▸ **Work to complete**
For the entries that follow, restate word for word the line containing "use fs2::FileExt;", the line containing "lock is available.", and every line that lies between them.

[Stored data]

=-=-=

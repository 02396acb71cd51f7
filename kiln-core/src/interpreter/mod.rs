// kiln-core/src/interpreter/mod.rs
pub mod report;
pub mod session;

pub use report::{FormulaRecord, SessionReport};
pub use session::{Plan, Session, SessionOptions};
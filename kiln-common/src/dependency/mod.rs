pub mod definition;
pub mod resolver;

pub use definition::{Dependency, DependencyExt, DependencyKind, DependencyTag};
pub use resolver::{resolve, resolve_all, ResolveOptions, ResolvedGraph, ResolvedNode};
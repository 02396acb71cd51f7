// kiln-aio/src/lock.rs
//
// Advisory per-key locks backed by `flock`. A lock is held for as long as the
// `PathLock` value lives; dropping it (or the process exiting) releases it.
// Two handles opened by the same process also exclude each other.

use std::fs::{self, File, OpenOptions};
use std::io;
use std::path::{Path, PathBuf};
use std::time::Duration;

use fs2::FileExt;
use kiln_common::error::{KilnError, Result};
use tokio_util::sync::CancellationToken;
use tracing::debug;

const POLL_INTERVAL: Duration = Duration::from_millis(50);

#[derive(Debug)]
pub struct PathLock {
    file: File,
    path: PathBuf,
}

fn open_lock_file(path: &Path) -> Result<File> {
    if let Some(parent) = path.parent() {
        fs::create_dir_all(parent)?;
    }
    Ok(OpenOptions::new()
        .read(true)
        .write(true)
        .create(true)
        .truncate(false)
        .open(path)?)
}

impl PathLock {
    /// Blocks the current thread until the lock is available.
    pub fn acquire(path: impl AsRef<Path>) -> Result<Self> {
        let path = path.as_ref().to_path_buf();
        let file = open_lock_file(&path)?;
        file.lock_exclusive().map_err(|e| {
            KilnError::Lock(format!("Failed to lock {}: {e}", path.display()))
        })?;
        debug!("Acquired lock {}", path.display());
        Ok(Self { file, path })
    }

    /// Returns `Ok(None)` if another holder has the lock.
    pub fn try_acquire(path: impl AsRef<Path>) -> Result<Option<Self>> {
        let path = path.as_ref().to_path_buf();
        let file = open_lock_file(&path)?;
        match file.try_lock_exclusive() {
            Ok(()) => {
                debug!("Acquired lock {}", path.display());
                Ok(Some(Self { file, path }))
            }
            Err(e) if e.kind() == io::ErrorKind::WouldBlock || is_contended(&e) => Ok(None),
            Err(e) => Err(KilnError::Lock(format!(
                "Failed to try-lock {}: {e}",
                path.display()
            ))),
        }
    }

    /// Waits for the lock without blocking the runtime. Gives up with
    /// `KilnError::Cancelled` when `cancel` fires.
    pub async fn acquire_async(path: impl AsRef<Path>, cancel: &CancellationToken) -> Result<Self> {
        let path = path.as_ref().to_path_buf();
        let mut announced = false;
        loop {
            if let Some(lock) = Self::try_acquire(&path)? {
                return Ok(lock);
            }
            if !announced {
                debug!("Waiting for lock {}", path.display());
                announced = true;
            }
            tokio::select! {
                _ = tokio::time::sleep(POLL_INTERVAL) => {}
                _ = cancel.cancelled() => return Err(KilnError::Cancelled),
            }
        }
    }

    pub fn path(&self) -> &Path {
        &self.path
    }
}

fn is_contended(e: &io::Error) -> bool {
    e.raw_os_error() == fs2::lock_contended_error().raw_os_error()
}

impl Drop for PathLock {
    fn drop(&mut self) {
        let _ = FileExt::unlock(&self.file);
        debug!("Released lock {}", self.path.display());
    }
}

#[cfg(test)]
mod tests {
    use super::*;

    #[test]
    fn second_holder_is_refused_until_release() {
        let dir = tempfile::tempdir().unwrap();
        let path = dir.path().join("locks").join("guise.lock");

        let first = PathLock::acquire(&path).unwrap();
        assert!(PathLock::try_acquire(&path).unwrap().is_none());
        drop(first);
        assert!(PathLock::try_acquire(&path).unwrap().is_some());
    }

    #[tokio::test]
    async fn async_acquire_waits_and_honours_cancellation() {
        let dir = tempfile::tempdir().unwrap();
        let path = dir.path().join("k.lock");
        let held = PathLock::acquire(&path).unwrap();

        let token = CancellationToken::new();
        token.cancel();
        assert!(matches!(
            PathLock::acquire_async(&path, &token).await,
            Err(KilnError::Cancelled)
        ));

        let token = CancellationToken::new();
        let waiter = {
            let path = path.clone();
            let token = token.clone();
            tokio::spawn(async move { PathLock::acquire_async(&path, &token).await.map(|_| ()) })
        };
        tokio::time::sleep(Duration::from_millis(120)).await;
        assert!(!waiter.is_finished());
        drop(held);
        waiter.await.unwrap().unwrap();
    }
}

=-=-=

▸ **Result for this exercise**
use fs2::FileExt;
use kiln_common::error::{KilnError, Result};
use tokio_util::sync::CancellationToken;
use tracing::debug;

const POLL_INTERVAL: Duration = Duration::from_millis(50);

#[derive(Debug)]
pub struct PathLock {
    file: File,
    path: PathBuf,
}

fn open_lock_file(path: &Path) -> Result<File> {
    if let Some(parent) = path.parent() {
        fs::create_dir_all(parent)?;
    }
    Ok(OpenOptions::new()
        .read(true)
        .write(true)
        .create(true)
        .truncate(false)
        .open(path)?)
}

impl PathLock {
    /// Blocks the current thread until the lock is available.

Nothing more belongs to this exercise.